一般的に不老不死と思われていることが多いウルヴァリン。しかし、彼の治癒能力は傷を即座に癒し、細胞の劣化を遅らせるだけです。 そのため、治癒の速度が追いつかないほどのダメージを受ければ死んでしまいますし、長く生きれば細胞もゆっくりと劣化していきます。 能力が覚醒した1845年から『X-MEN フューチャー&パスト』(2014)冒頭までの179年、さらに同作で過去に送られため、2世紀余りを生きてきたローガン。 あまりに長い人生で細胞は少しずつ劣化していました。また、体に埋め込んだアダマンチウムの影響で治癒能力が低下し、2029年の世界では目に見えて老化しています。

9.時代設定が2029年の理由とは?

『LOGAN/ローガン』製作が決定したころから未来の物語になることはすでに確定していましたが、その後の正式な発表で、舞台は2029年になると監督のジェイムズ・マンゴールドは明言しました。 その理由は、『X-MEN』シリーズの7作目である『X-MEN フューチャー&パスト』が2024年の出来事だったため。 さらに、『フューチャー&パスト』と『LOGAN/ローガン』の間に何年かギャップを作り、前者の結末が遠い過去のものと感じられるようにしたかったのだとか。
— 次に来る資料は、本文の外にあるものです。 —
impl<'a, S: WordStore + ?Sized, R: Rng> SessionCoordinator<'a, S, R> {
    fn with_working_set(
        store: &'a S,
        config: SessionConfig,
        rng: R,
        course_id: Option<CourseId>,
        mode: SessionMode,
        working_set: Vec<StudyWord>,
    ) -> Self {
        let progress = working_set.iter().map(|entry| (entry.word.id, 0)).collect();
        let mut session = Self {
            store,
            engine: store.engine().clone(),
            rng,
            config,
            course_id,
            mode,
            working_set,
            progress,
            cursor: 0,
            stage: Stage::Preview,
            question: None,
            tally: SessionTally::default(),
            rounds: 1,
            summary: None,
        };
        info!(mode = ?mode, course = ?course_id, words = session.working_set.len(), "session started");
        if session.working_set.is_empty() {
            session.finish(Vec::new(), None);
        }
        session
    }

    /// Draws up to `session_size` new words from the course.
    pub fn learn(store: &'a S, course_id: CourseId, config: SessionConfig, mut rng: R) -> StoreResult<Self> {
        let words = store.list_words(course_id)?;
        let working_set = scheduler::draw_learn_set(&words, config.session_size, &mut rng);
        Ok(Self::with_working_set(
            store,
            config,
            rng,
            Some(course_id),
            SessionMode::Learn,
            working_set,
        ))
    }

    /// Words due at `now`, most overdue first, across one course or all.
    pub fn review(
        store: &'a S,
        course_id: Option<CourseId>,
        now: DateTime<Utc>,
        config: SessionConfig,
        rng: R,
    ) -> StoreResult<Self> {
        let words = load(store, course_id)?;
        let working_set = scheduler::due_for_review(&words, now)
            .into_iter()
            .take(config.review_limit)
            .cloned()
            .collect();
        Ok(Self::with_working_set(
            store,
            config,
            rng,
            course_id,
            SessionMode::Review,
            working_set,
        ))
    }

    /// A linear walk over the difficult words.
    pub fn difficult(
        store: &'a S,
        course_id: Option<CourseId>,
        config: SessionConfig,
        rng: R,
    ) -> StoreResult<Self> {
        let words = load(store, course_id)?;
        let working_set = scheduler::difficult_words(&words)
            .into_iter()
            .take(config.review_limit)
            .cloned()
            .collect();
        Ok(Self::with_working_set(
            store,
            config,
            rng,
            course_id,
            SessionMode::Difficult,
            working_set,
        ))
    }

    pub fn mode(&self) -> SessionMode {
        self.mode
    }

    pub fn course_id(&self) -> Option<CourseId> {
        self.course_id
    }

    pub fn stage(&self) -> Stage {
        self.stage
    }

    pub fn cursor(&self) -> usize {
        self.cursor
    }

    pub fn len(&self) -> usize {
        self.working_set.len()
    }

    pub fn is_empty(&self) -> bool {
        self.working_set.is_empty()
    }

    pub fn round(&self) -> u32 {
        self.rounds
    }

    /// Correct answers in a row each word needs before a learn session ends.
    pub fn mastery_threshold(&self) -> u32 {
        self.engine.mastery_threshold()
    }

    pub fn working_set(&self) -> &[StudyWord] {
        &self.working_set
    }

    pub fn current(&self) -> Option<&StudyWord> {
        if self.stage == Stage::Complete {
            return None;
        }
        self.working_set.get(self.cursor)
    }

    pub fn question(&self) -> Option<&Question> {
        self.question.as_ref()
    }

    /// Correct answers in a row for `word_id` within this session.
    pub fn session_streak(&self, word_id: WordId) -> u32 {
        self.progress.get(&word_id).copied().unwrap_or(0)
    }

    pub fn tally(&self) -> SessionTally {
        self.tally
    }

    pub fn summary(&self) -> Option<&SessionSummary> {
        self.summary.as_ref()
    }

    fn expect_stage(&self, expected: Stage) -> Result<(), SessionError> {
        if self.stage == Stage::Complete {
            return Err(SessionError::Finished);
        }
        if self.stage != expected {
            return Err(SessionError::WrongStage {
                expected,
                actual: self.stage,
            });
        }
        Ok(())
    }

    /// Leaves the preview of the current word and poses its question.
    pub fn begin_attempt(&mut self) -> Result<Question, SessionError> {
        self.expect_stage(Stage::Preview)?;
        let target = self.working_set[self.cursor].word.clone();
        let question = pick_presentation(&target, &self.working_set, self.config.choice_count, &mut self.rng);
        self.question = Some(question.clone());
        self.stage = Stage::Attempt;
        Ok(question)
    }

    pub fn submit(&mut self, answer: &Answer, now: DateTime<Utc>) -> Result<AnswerOutcome, SessionError> {
        self.expect_stage(Stage::Attempt)?;
        let Some(question) = self.question.as_ref() else {
            return Err(SessionError::WrongStage {
                expected: Stage::Attempt,
                actual: Stage::Preview,
            });
        };
        let entry = &self.working_set[self.cursor];
        let correct = grade(question, &entry.word, answer)?;

        let (state, persist_error) = record(self.store, &self.engine, entry, correct, now);
        let word = entry.word.clone();
        self.working_set[self.cursor].state = state.clone();

        let streak = self.progress.entry(word.id).or_insert(0);
        if correct {
            *streak += 1;
        } else {
            *streak = 0;
        }
        self.tally.record(correct);
        self.stage = Stage::Verify;

        Ok(AnswerOutcome {
            word,
            correct,
            state,
            persist_error,
        })
    }

    /// Moves on from the verify stage.
    pub fn advance(&mut self, now: DateTime<Utc>) -> Result<Advance, SessionError> {
        self.expect_stage(Stage::Verify)?;
        self.question = None;
        if self.cursor + 1 < self.working_set.len() {
            self.cursor += 1;
            self.stage = Stage::Preview;
            return Ok(Advance::Next);
        }
        Ok(self.end_of_pass(now))
    }

    /// Deletes the current word from the store and drops it from the session.
    pub fn delete_current(&mut self, now: DateTime<Utc>) -> Result<Advance, SessionError> {
        if self.stage == Stage::Complete {
            return Err(SessionError::Finished);
        }
        let word_id = self.working_set[self.cursor].word.id;
        self.store.delete_word(word_id)?;
        info!(word = %word_id, "word deleted during session");
        Ok(self.remove_current(now))
    }

    /// Flips the difficulty flag of the current word. In a difficult-word
    /// walk, clearing the flag also takes the word out of the walk.
    pub fn toggle_difficult(&mut self, now: DateTime<Utc>) -> Result<DifficultyToggle, SessionError> {
        if self.stage == Stage::Complete {
            return Err(SessionError::Finished);
        }
        let entry = &mut self.working_set[self.cursor];
        let word_id = entry.word.id;
        let value = !entry.state.is_difficult;
        let flipped = LearningState {
            is_difficult: value,
            ..entry.state.clone()
        };
        let persist_error = match self.store.put_state(word_id, &flipped) {
            Ok(()) => None,
            Err(err) => {
                warn!(word = %word_id, error = %err, "difficulty flag not persisted");
                Some(err.to_string())
            }
        };
        entry.state = flipped;

        let advance = if self.mode == SessionMode::Difficult && !value {
            Some(self.remove_current(now))
        } else {
            None
        };
        Ok(DifficultyToggle {
            word_id,
            is_difficult: value,
            advance,
            persist_error,
        })
    }

    fn remove_current(&mut self, now: DateTime<Utc>) -> Advance {
        let removed = self.working_set.remove(self.cursor);
        self.progress.remove(&removed.word.id);
        self.question = None;
        self.stage = Stage::Preview;
        if self.cursor < self.working_set.len() {
            return Advance::Next;
        }
        if self.working_set.is_empty() {
            self.finish(Vec::new(), None);
            return Advance::Complete(self.summary_or_default());
        }
        self.end_of_pass(now)
    }

    fn end_of_pass(&mut self, now: DateTime<Utc>) -> Advance {
        if self.mode != SessionMode::Learn {
            self.finish(Vec::new(), None);
            return Advance::Complete(self.summary_or_default());
        }

        let threshold = self.engine.mastery_threshold();
        let pending = self
            .working_set
            .iter()
            .filter(|entry| self.session_streak(entry.word.id) < threshold)
            .count();
        if pending > 0 {
            self.cursor = 0;
            self.stage = Stage::Preview;
            self.rounds += 1;
            debug!(pending, round = self.rounds, "learn gate not met; restarting set");
            return Advance::Restarted { pending };
        }

        let ids: Vec<WordId> = self.working_set.iter().map(|entry| entry.word.id).collect();
        let sync_error = match self.store.add_to_review(&self.working_set, now) {
            Ok(()) => None,
            Err(err) => {
                warn!(error = %err, "could not confirm learned words");
                Some(err.to_string())
            }
        };
        for entry in &mut self.working_set {
            entry.state = self.engine.confirm_learned(&entry.state, now);
        }
        self.finish(ids, sync_error);
        Advance::Complete(self.summary_or_default())
    }

    fn finish(&mut self, promoted: Vec<WordId>, sync_error: Option<String>) {
        self.stage = Stage::Complete;
        self.question = None;
        let summary = SessionSummary {
            mode: self.mode,
            words: self.working_set.len(),
            rounds: self.rounds,
            tally: self.tally,
            promoted,
            sync_error,
        };
        info!(
            mode = ?self.mode,
            answered = summary.tally.answered,
            correct = summary.tally.correct,
            rounds = summary.rounds,
            "session complete"
        );
        self.summary = Some(summary);
    }

    fn summary_or_default(&self) -> SessionSummary {
        self.summary.clone().unwrap_or(SessionSummary {
            mode: self.mode,
            words: self.working_set.len(),
            rounds: self.rounds,
            tally: self.tally,
            promoted: Vec::new(),
            sync_error: None,
        })
    }
}
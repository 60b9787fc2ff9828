mod commands;
mod config;
mod db;
mod logging;
mod study;
mod sync;

use std::fs;
use std::io;
use std::path::{Path, PathBuf};

use anyhow::bail;
use chrono::Utc;
use clap::{Parser, Subcommand};
use tracing::debug;
use wl_core::{MasteryEngine, QuickPractice, SessionConfig, SessionCoordinator, WordStore};

use crate::db::{Db, SqliteDb};
use crate::study::Prompt;

#[derive(Parser)]
#[command(name = "wordloop", about = "Chinese vocabulary drills with spaced review", version)]
struct Cli {
    #[command(subcommand)]
    command: Command,
}

#[derive(Subcommand)]
enum Command {
    /// List courses
    Courses,

    /// Create a course
    AddCourse {
        title: String,
        #[arg(long)]
        description: Option<String>,
    },

    /// Delete a course and all of its words
    DeleteCourse {
        /// Course id or title prefix
        course: String,
    },

    /// Import words from a CSV file (word, pinyin, definition, example, audio)
    Import { course: String, file: PathBuf },

    /// List a course's words with their progress
    Words { course: String },

    /// Progress and accuracy, per course or for one course
    Stats { course: Option<String> },

    /// Learn new words until each reaches the configured streak of correct answers
    Learn { course: String },

    /// Review words whose interval has elapsed
    Review { course: Option<String> },

    /// Walk through the words marked difficult
    Difficult { course: Option<String> },

    /// Timed drill over learned words that are still difficult
    Practice { course: String },

    /// Pull a course from the server into the local cache
    Sync { course: String },
}

fn main() -> anyhow::Result<()> {
    dotenvy::dotenv().ok();
    let cli = Cli::parse();

    let data_dir = config::data_dir();
    fs::create_dir_all(&data_dir)?;
    let log_dir = std::env::var_os("LOG_DIR").map(PathBuf::from);
    let _log_guard = logging::init_tracing("warn", log_dir.as_deref());

    let config = config::load_config(&data_dir.join("config.toml"))?;
    let engine = MasteryEngine::new(config.mastery.clone())?;
    let db_path = data_dir.join("words.db");
    debug!(path = %db_path.display(), "data directory ready");

    match cli.command {
        Command::Sync { course } => sync_command(&course, &db_path, engine),
        command => {
            let db = db::get_db_backend(&db_path, engine)?;
            db.init()?;
            run(&*db, command, config.session)
        }
    }
}

/// Sync always pairs the Postgres server with the local SQLite cache,
/// whatever `BACKEND` selects.
fn sync_command(course: &str, db_path: &Path, engine: MasteryEngine) -> anyhow::Result<()> {
    let remote = db::connect_postgres(engine.clone())?;
    remote.init()?;
    let cache = SqliteDb::open(db_path, engine)?;
    cache.init()?;
    let course = commands::resolve_course(&remote, course)?;
    let report = sync::sync_course(&remote, &cache, course.id, Utc::now())?;
    println!(
        "Synced {}: {} words cached, {} local answers pushed, {} removed",
        course.title, report.words, report.pushed, report.dropped
    );
    if let Some(previous) = report.previous_sync {
        println!("Previous sync {}", previous.format("%Y-%m-%d %H:%M"));
    }
    Ok(())
}

fn run<S: WordStore + ?Sized>(store: &S, command: Command, session_config: SessionConfig) -> anyhow::Result<()> {
    let stdin = io::stdin();
    let mut prompt = Prompt::new(stdin.lock(), io::stdout());
    let rng = rand::thread_rng();
    let optional_course = |needle: Option<String>| {
        needle
            .map(|needle| commands::resolve_course(store, &needle).map(|course| course.id))
            .transpose()
    };

    match command {
        Command::Courses => commands::list_courses(store)?,
        Command::AddCourse { title, description } => {
            let course = store.create_course(&title, description.as_deref())?;
            println!("Created {} ({})", course.title, course.id);
        }
        Command::DeleteCourse { course } => {
            let course = commands::resolve_course(store, &course)?;
            store.delete_course(course.id)?;
            println!("Deleted {}", course.title);
        }
        Command::Import { course, file } => {
            let course = commands::resolve_course(store, &course)?;
            commands::import_file(store, &course, &file)?;
        }
        Command::Words { course } => {
            let course = commands::resolve_course(store, &course)?;
            commands::list_words(store, &course)?;
        }
        Command::Stats { course } => {
            let course = course
                .map(|needle| commands::resolve_course(store, &needle))
                .transpose()?;
            commands::show_stats(store, course.as_ref())?;
        }
        Command::Learn { course } => {
            let course = commands::resolve_course(store, &course)?;
            let mut session = SessionCoordinator::learn(store, course.id, session_config, rng)?;
            study::run_session(&mut session, &mut prompt)?;
        }
        Command::Review { course } => {
            let course_id = optional_course(course)?;
            let mut session = SessionCoordinator::review(store, course_id, Utc::now(), session_config, rng)?;
            study::run_session(&mut session, &mut prompt)?;
        }
        Command::Difficult { course } => {
            let course_id = optional_course(course)?;
            let mut session = SessionCoordinator::difficult(store, course_id, session_config, rng)?;
            study::run_session(&mut session, &mut prompt)?;
        }
        Command::Practice { course } => {
            let course = commands::resolve_course(store, &course)?;
            let mut drill = QuickPractice::start(store, Some(course.id), Utc::now(), session_config, rng)?;
            study::run_practice(&mut drill, &mut prompt)?;
        }
        Command::Sync { .. } => bail!("sync needs the server connection"),
    }
    Ok(())
}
10.ヒュー・ジャックマンがウルヴァリンのリブートを希望!?

映画『ローガン』でヒュー・ジャックマンはウルヴァリンを引退しますが、自分より若い俳優でX-24を主人公にしたリブートがあってもいいと語っています。 MTV UKのインタビューで誰に次のウルヴァリンを演じてほしいかと聞かれたジャックマンは、候補者はトム・ハーディーだと答えました。 『マッドマックス 怒りのデス・ロード』(2015)などで知られるハーディーは、実際ジャックマンよりも10歳若く、この案にはファンも歓迎ムードのようです。 しかし、ハーディーが2018年公開予定の『ヴェノム』の主演に決定し、それは実現不可能になってしまいました。果たしてリブート版は製作されるのか、注目しておきましょう。

11.過去作のアイテムやキャラクターも登場!【ネタバレ注意!】

『LOGAN/ローガン』には過去の作品から引用したイースターエッグが隠されています。 それは、『ウルヴァリン:SAMURAI』(2013)で使われた日本刀。 確たる理由はわかりませんが、この2作の監督をジェイムズ・マンゴールドが務めているためかもしれません。 また、予告編に登場する顔をすっぽり覆った人物は、『X-MEN アポカリプス』(2016)に登場したキャリバンです。前作では闇商人で、アポカリプスとともにX-MENと対立する立場でした。 本作ではローガンを助けるキーパーソンとして登場しています。かつて敵同士だったふたりのやりとりにも注目です。